新国立劇場演劇『マニラ瑞穂記』演出:栗山民也 新国立劇場演劇『マニラ瑞穂記』演出:栗山民也

4月3日に新国立劇場で幕を開けた『マニラ瑞穂記』。明治中期、スペインからの独立に揺れるフィリピンを舞台に、希望や挫折に直面する日本人たちのドラマが展開する。演出の栗山民也が本作の魅力について語った。千葉哲也、山西惇、稲川実代子といった実力派のベテラン、新国立劇場研修所出身の若手を迎えた本作。“からゆきさん”と言われる日本人娼婦たちに彼女たちを仲介する女衒・秋岡伝次郎、理想に燃え、海を渡り独立運動に加わった志士たち、領事館のエリートら、それぞれの立場を背負い異国の地に生きる人々の姿が描かれる。百十数年前の決してメジャーとは言えない歴史をテーマにした秋元松代の戯曲をいま、舞台化する意義は? そんな問いに栗山は、歴史認識をめぐる日韓関係や日米間の基地問題、さらには海を越えた世界情勢など、まさにいま、我々が抱える問題に触れつつ「この作品は、“いま”という時代を映した鏡のような物語」と力強く語る。

新国立劇場演劇「マニラ瑞穂記」チケット情報

「独立を勝ちとったと思ったら、実はフィリピンはスペインからアメリカに2千万ドルで売買されていた……という流れなんて、ウクライナにロシアが介入してそれを世界が非難するという構図そのまま。決して過去の歴史を描いた物語ではなく、“いま”を描いた危険な歴史劇なんです」。

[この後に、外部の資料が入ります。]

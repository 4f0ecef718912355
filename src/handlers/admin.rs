use std::sync::Arc;

use axum::extract::rejection::{JsonRejection, QueryRejection};
use axum::extract::{Query, State};
use axum::Json;
use serde::{Deserialize, Serialize};

use crate::db::queries::{self, BookedSlotFilter};
use crate::errors::AppError;
use crate::handlers::{body_error, iso_datetime, query_error};
use crate::models::{Booking, SlotStatus, SlotType, SlotWithBooking};
use crate::services::validation::{parse_date, validate_slot_id, FieldError};
use crate::state::AppState;

const DEFAULT_LIMIT: i64 = 1000;

// GET /api/admin/slots
#[derive(Deserialize)]
pub struct BookedSlotsQuery {
    pub limit: Option<i64>,
    pub offset: Option<i64>,
    pub date: Option<String>,
    #[serde(rename = "type")]
    pub slot_type: Option<String>,
    pub status: Option<String>,
}

#[derive(Serialize)]
#[serde(rename_all = "camelCase")]
pub struct AdminSlot {
    id: i64,
    facility_id: i64,
    date: String,
    start_time: String,
    end_time: String,
    #[serde(rename = "type")]
    slot_type: SlotType,
    status: SlotStatus,
    booking: Option<AdminBooking>,
    created_at: String,
    updated_at: String,
}

#[derive(Serialize)]
#[serde(rename_all = "camelCase")]
pub struct AdminBooking {
    id: i64,
    patient_name: String,
    patient_email: String,
    patient_phone: String,
    created_at: String,
}

#[derive(Serialize)]
pub struct BookedSlotsResponse {
    slots: Vec<AdminSlot>,
    count: usize,
    limit: i64,
    offset: i64,
}

pub async fn list_booked_slots(
    State(state): State<Arc<AppState>>,
    query: Result<Query<BookedSlotsQuery>, QueryRejection>,
) -> Result<Json<BookedSlotsResponse>, AppError> {
    let Query(query) = query.map_err(query_error)?;
    let filter = parse_filter(query)?;

    let slots = state.store.read(|conn| queries::get_booked_slots(conn, &filter))?;
    let slots: Vec<AdminSlot> = slots.into_iter().map(admin_slot).collect();

    Ok(Json(BookedSlotsResponse {
        count: slots.len(),
        slots,
        limit: filter.limit,
        offset: filter.offset,
    }))
}

fn parse_filter(query: BookedSlotsQuery) -> Result<BookedSlotFilter, AppError> {
    let mut errors = vec![];
    let mut filter = BookedSlotFilter {
        limit: query.limit.unwrap_or(DEFAULT_LIMIT),
        offset: query.offset.unwrap_or(0),
        ..Default::default()
    };

    if filter.limit < 0 {
        errors.push(field("limit", "Limit must not be negative"));
    }
    if filter.offset < 0 {
        errors.push(field("offset", "Offset must not be negative"));
    }

    if let Some(raw) = query.date.as_deref().filter(|d| !d.is_empty()) {
        // accept full timestamps and keep only the day
        let day = raw.split('T').next().unwrap_or(raw);
        match parse_date("date", day) {
            Ok(date) => filter.date = Some(date),
            Err(e) => errors.push(e),
        }
    }
    if let Some(raw) = query.slot_type.as_deref().filter(|t| !t.is_empty()) {
        match SlotType::parse(raw) {
            Some(t) => filter.slot_type = Some(t),
            None => errors.push(field("type", "Type must be ONLINE, EXPRESS_SAME_DAY or OFFLINE")),
        }
    }
    if let Some(raw) = query.status.as_deref().filter(|s| !s.is_empty()) {
        match SlotStatus::parse(raw) {
            Some(s) => filter.status = Some(s),
            None => errors.push(invalid_status()),
        }
    }

    if !errors.is_empty() {
        return Err(AppError::Validation(errors));
    }
    Ok(filter)
}

fn admin_slot(entry: SlotWithBooking) -> AdminSlot {
    let slot = entry.slot;
    AdminSlot {
        id: slot.id,
        facility_id: slot.facility_id,
        date: slot.date.format(queries::DATE_FORMAT).to_string(),
        start_time: iso_datetime(&slot.start_time),
        end_time: iso_datetime(&slot.end_time),
        slot_type: slot.slot_type,
        status: slot.status,
        booking: entry.booking.map(admin_booking),
        created_at: iso_datetime(&slot.created_at),
        updated_at: iso_datetime(&slot.updated_at),
    }
}

fn admin_booking(b: Booking) -> AdminBooking {
    AdminBooking {
        id: b.id,
        patient_name: b.patient_name,
        patient_email: b.patient_email,
        patient_phone: b.patient_phone,
        created_at: iso_datetime(&b.created_at),
    }
}

// POST /api/admin/slot/override
#[derive(Deserialize)]
#[serde(rename_all = "camelCase")]
pub struct OverrideRequest {
    pub slot_id: Option<i64>,
    pub status: Option<String>,
}

#[derive(Serialize)]
pub struct OverrideResponse {
    success: bool,
    message: &'static str,
    slot: AdminSlot,
}

/// Rewrites a slot's status unconditionally. Any booking on the slot is left
/// in place.
pub async fn override_slot(
    State(state): State<Arc<AppState>>,
    body: Result<Json<OverrideRequest>, JsonRejection>,
) -> Result<Json<OverrideResponse>, AppError> {
    let Json(req) = body.map_err(body_error)?;

    let mut errors = vec![];
    let slot_id = match req.slot_id.map(validate_slot_id) {
        Some(Ok(id)) => Some(id),
        Some(Err(e)) => {
            errors.push(e);
            None
        }
        None => {
            errors.push(field("slotId", "Slot id is required"));
            None
        }
    };
    let status = req.status.as_deref().and_then(SlotStatus::parse);
    if status.is_none() {
        errors.push(invalid_status());
    }
    let (Some(slot_id), Some(status)) = (slot_id, status) else {
        return Err(AppError::Validation(errors));
    };

    let updated = state.store.transaction(|tx| -> anyhow::Result<_> {
        if !queries::set_slot_status(tx, slot_id, status)? {
            return Ok(None);
        }
        queries::get_slot_with_booking(tx, slot_id)
    })?;
    let entry = updated.ok_or_else(|| AppError::NotFound(format!("Slot {slot_id}")))?;

    tracing::info!(slot_id, status = status.as_str(), "slot status overridden");

    Ok(Json(OverrideResponse {
        success: true,
        message: "Slot status updated successfully",
        slot: admin_slot(entry),
    }))
}

fn invalid_status() -> FieldError {
    field("status", "Status must be AVAILABLE, BOOKED, CANCELLED or OVERRIDDEN")
}

fn field(path: &str, message: &str) -> FieldError {
    FieldError {
        path: path.to_string(),
        message: message.to_string(),
    }
}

その中で主人公・秋岡伝次郎は人情家でカリスマ性にあふれ、時代を駆け抜けるある種の風雲児として描かれる。栗山は、彼が持つ不思議な“引力”を「遅れてきた男」という言葉で表現する。「時代の申し子というよりは、時代から遅れるか、少し先を走り抜けた男なのかな? そうやってずれている奴って魅力的なんです。『何者か?』と言われたら『秋岡だ』としか言えない。そんなハッキリしたアイデンティティを持った男はいまの時代、なかなかいないでしょ? 現代から見て、明らかに間違った男でもあるんですが、そこはしっかりと時代がこの男を裁いています」。

いまの社会で求められる「わかりやすさ」や「明快な解答」とは対極とも言える作品ではあるが、だからこそとも言える「切れ味」や「問いかけ」をはらんでいる。

「いまは文化もメディアも1週間ごとの『週刊誌文化』でニュースもTVも分かりやすい解説や解答しか喜ばれない。でも時間をかけて自分の中で熟すまで考えないと、言葉も文化も育たないし、人間の魅力というのは分からない。その意味でこの作品は、知的好奇心を刺激し、考えさせてくれる作品。歴史の岐路に立った瞬間のゾクッとするような感覚が味わってもらえると思います」。

公演は4月20日(日)まで新国立劇場 小劇場にて上演。チケット発売中。